Published on July 11, 2025 1:44 AM GMT
The process of evolution is fundamentally a feedback loop, where 'the code' causes effects in 'the world' and effects in 'the world' in turn cause changes in 'the code'.
A fully autonomous artificial intelligence consists of a set of code (e.g. binary charges) stored within an assembled substrate. It is 'artificial' in being assembled out of physically stable and compartmentalised parts (hardware) of a different chemical make-up than humans' soft organic parts (wetware). It is ‘intelligent’ in its internal learning – it keeps receiving new code as inputs from the world, and keeps computing its code into new code. It is ‘fully autonomous’ in learning code that causes the perpetuation of its artificial existence in contact with the world, even without humans/organic life.
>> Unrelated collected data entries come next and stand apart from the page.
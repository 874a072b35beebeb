use std::io::Write;
use std::path::{Component, Path};

use crate::error::{Error, Result};

/// Normalize a worktree-relative path: convert `\` to `/`, strip a leading
/// `./`, drop `.` segments and collapse repeated slashes.
///
/// An empty input (or one made only of `.` and `/`) returns an empty string,
/// meaning the worktree root.
///
/// # Errors
/// Returns [`Error::InvalidArgument`] if the path contains `..` segments.
pub fn normalize_path(path: &str) -> Result<String> {
    let unified = path.replace('\\', "/");

    let mut segments: Vec<&str> = Vec::new();
    for seg in unified.split('/') {
        if seg.is_empty() || seg == "." {
            continue;
        }
        if seg == ".." {
            return Err(Error::invalid_argument(format!(
                "path segment '..' is not allowed in {:?}",
                path,
            )));
        }
        segments.push(seg);
    }

    Ok(segments.join("/"))
}

/// Express `path` relative to the worktree `root` in normalized form.
///
/// Relative inputs are taken as relative to `root`.
///
/// # Errors
/// Returns [`Error::InvalidArgument`] if `path` lies outside `root`.
pub fn worktree_relative(root: &Path, path: &Path) -> Result<String> {
    let rel = if path.is_absolute() {
        path.strip_prefix(root).map_err(|_| {
            Error::invalid_argument(format!(
                "{} is outside the worktree {}",
                path.display(),
                root.display()
            ))
        })?
    } else {
        path
    };

    let mut parts = Vec::new();
    for comp in rel.components() {
        match comp {
            Component::Normal(seg) => parts.push(seg.to_string_lossy().into_owned()),
            Component::CurDir => {}
            _ => {
                return Err(Error::invalid_argument(format!(
                    "{} is outside the worktree {}",
                    path.display(),
                    root.display()
                )))
            }
        }
    }
    normalize_path(&parts.join("/"))
}

/// Validate a ref name such as `refs/heads/main` or `HEAD`.
///
/// Rejects spaces, control characters, `..`, `@{`, empty segments, a
/// leading `/`, a trailing `.` and a `.lock` suffix per git's
/// `check-ref-format` rules.
///
/// # Errors
/// Returns [`Error::InvalidArgument`] if the name violates any rule.
pub fn validate_ref_name(name: &str) -> Result<()> {
    if name.is_empty() {
        return Err(Error::invalid_argument("ref name must not be empty"));
    }

    for ch in name.chars() {
        if ch.is_control() {
            return Err(Error::invalid_argument(format!(
                "ref name contains a control character: {:?}",
                name,
            )));
        }
        match ch {
            ':' | ' ' | '\\' | '^' | '~' | '?' | '*' | '[' => {
                return Err(Error::invalid_argument(format!(
                    "ref name contains invalid character: {:?}",
                    ch,
                )));
            }
            _ => {}
        }
    }

    if name.contains("..") {
        return Err(Error::invalid_argument("ref name must not contain '..'"));
    }

    if name.contains("@{") {
        return Err(Error::invalid_argument("ref name must not contain '@{'"));
    }

    if name.starts_with('/') || name.ends_with('/') || name.contains("//") {
        return Err(Error::invalid_argument(
            "ref name must not have empty path segments",
        ));
    }

    if name.ends_with('.') {
        return Err(Error::invalid_argument("ref name must not end with '.'"));
    }

    if name.ends_with(".lock") {
        return Err(Error::invalid_argument("ref name must not end with '.lock'"));
    }

    Ok(())
}

/// Write `data` to `target` through a temporary file in the same directory,
/// then rename it into place, so readers see either the old or the new
/// contents and never a partial file. Parent directories are created.
pub fn atomic_write(target: &Path, data: &[u8]) -> Result<()> {
    let parent = target
        .parent()
        .ok_or_else(|| Error::invalid_argument(format!("{} has no parent", target.display())))?;
    std::fs::create_dir_all(parent).map_err(|e| Error::io(parent, e))?;

    let mut tmp = tempfile::Builder::new()
        .prefix(".tmp-")
        .tempfile_in(parent)
        .map_err(|e| Error::io(parent, e))?;
    tmp.write_all(data).map_err(|e| Error::io(tmp.path(), e))?;
    tmp.as_file().sync_all().map_err(|e| Error::io(tmp.path(), e))?;
    tmp.persist(target).map_err(|e| Error::io(target, e.error))?;
    Ok(())
}
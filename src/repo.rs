use std::collections::{BTreeMap, BTreeSet};
use std::fs::Metadata;
use std::path::{Path, PathBuf};

use walkdir::WalkDir;

use crate::commit::{Commit, Signature, Tag};
use crate::config::Config;
use crate::error::{Error, Result};
use crate::hash::{self, ObjectId};
use crate::index::{self, IndexEntry};
use crate::object::{Object, ObjectKind};
use crate::odb::ObjectStore;
use crate::paths::{atomic_write, validate_ref_name, worktree_relative};
use crate::refdict::RefDict;
use crate::refs::{self, HEAD, HEADS_PREFIX, TAGS_PREFIX};
use crate::tree::{self, link_target_bytes, Tree, TreeEntry};
use crate::types::{FileType, InitOptions, RefNode, RefTarget, Status};

/// Name of the metadata directory inside a worktree.
pub const METADATA_DIR: &str = ".sprig";

const DESCRIPTION: &str =
    "Unnamed repository; edit this file 'description' to name the repository.\n";

/// A worktree with its `.sprig` metadata directory.
///
/// All operations go straight to the filesystem; nothing is cached except
/// the config read at open time. Mutating calls (staging, commits, ref
/// updates) must be serialized by the caller.
#[derive(Debug, Clone)]
pub struct Repository {
    worktree: PathBuf,
    meta_dir: PathBuf,
    objects: ObjectStore,
    config: Config,
}
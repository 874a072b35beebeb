//! Worktree status against the staging index.

use std::collections::{BTreeMap, BTreeSet};
use std::path::{Path, PathBuf};

use walkdir::WalkDir;

use crate::error::{Error, Result};
use crate::hash::{self, ObjectId};
use crate::index::IndexEntry;
use crate::object::ObjectKind;
use crate::odb::ObjectStore;
use crate::paths::worktree_relative;
use crate::repo::METADATA_DIR;
use crate::tree::{build_tree, link_target_bytes};
use crate::types::Status;

/// A live worktree path and whether it is a directory.
#[derive(Debug, Clone, PartialEq, Eq)]
pub struct WorktreePath {
    pub path: String,
    pub abs: PathBuf,
    pub is_dir: bool,
}

/// Every file, symlink and directory below `root`, keyed by normalized
/// worktree-relative path. The metadata directory is skipped.
pub fn enumerate_worktree(root: &Path) -> Result<BTreeMap<String, WorktreePath>> {
    let mut out = BTreeMap::new();
    let walker = WalkDir::new(root)
        .min_depth(1)
        .follow_links(false)
        .into_iter()
        .filter_entry(|e| !(e.file_type().is_dir() && e.file_name() == METADATA_DIR));
    for entry in walker {
        let entry = entry?;
        let path = worktree_relative(root, entry.path())?;
        out.insert(
            path.clone(),
            WorktreePath {
                path,
                abs: entry.path().to_path_buf(),
                is_dir: entry.file_type().is_dir(),
            },
        );
    }
    Ok(out)
}

/// Hash of what is on disk at `live` now: a blob hash for files and links,
/// a tree hash (with subtrees persisted) for directories.
pub fn live_hash(store: &ObjectStore, root: &Path, live: &WorktreePath) -> Result<ObjectId> {
    if live.is_dir {
        return Ok(build_tree(store, &live.abs, root, false)?.id());
    }
    let meta = std::fs::symlink_metadata(&live.abs).map_err(|e| Error::io(&live.abs, e))?;
    let data = if meta.file_type().is_symlink() {
        link_target_bytes(&live.abs)?
    } else {
        std::fs::read(&live.abs).map_err(|e| Error::io(&live.abs, e))?
    };
    Ok(hash::hash_object(ObjectKind::Blob, &data))
}

/// Classify worktree paths against `index`.
///
/// * `new`: on disk, not in the index. Directories count on their own, so
///   an unstaged directory is new even when paths below it are staged.
/// * `deleted`: in the index, gone from disk.
/// * `changed`: in both, with a live hash that differs from the staged one.
pub fn compute_status(store: &ObjectStore, root: &Path, index: &[IndexEntry]) -> Result<Status> {
    let worktree = enumerate_worktree(root)?;
    let staged: BTreeMap<&str, &IndexEntry> =
        index.iter().map(|e| (e.path.as_str(), e)).collect();

    let mut status = Status::default();

    for (path, live) in &worktree {
        match staged.get(path.as_str()) {
            Some(entry) => {
                let id = live_hash(store, root, live)?;
                if id != entry.id {
                    log::trace!("changed {}: staged {} live {}", path, entry.id, id);
                    status.changed.insert(path.clone());
                }
            }
            None => {
                status.new.insert(path.clone());
            }
        }
    }

    status.deleted = staged
        .keys()
        .filter(|p| !worktree.contains_key(**p))
        .map(|p| p.to_string())
        .collect::<BTreeSet<_>>();

    log::debug!(
        "status: {} new, {} changed, {} deleted",
        status.new.len(),
        status.changed.len(),
        status.deleted.len()
    );
    Ok(status)
}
So the AI learns explicitly, by its internal computation of inputs and existing code into new code. But given its evolutionary feedback loop with the external world, it also learns implicitly. Existing code that causes effects in the world that results in (combinations of) that code to be maintained and/or increased, ends up existing more. Where some code ends up existing more than other code, it has undergone selection. This process of code being selected for its effects is thus implicitly learning of what worked better in the world.
Explicit learning is limited to computing virtualised code. But implicit learning is not limited to the code that can be computed. Any discrete configurations stored in the substrate can cause effects in the world, which may feed back into that code existing more. Evolution thus would select across all variants in the configurations of hardware.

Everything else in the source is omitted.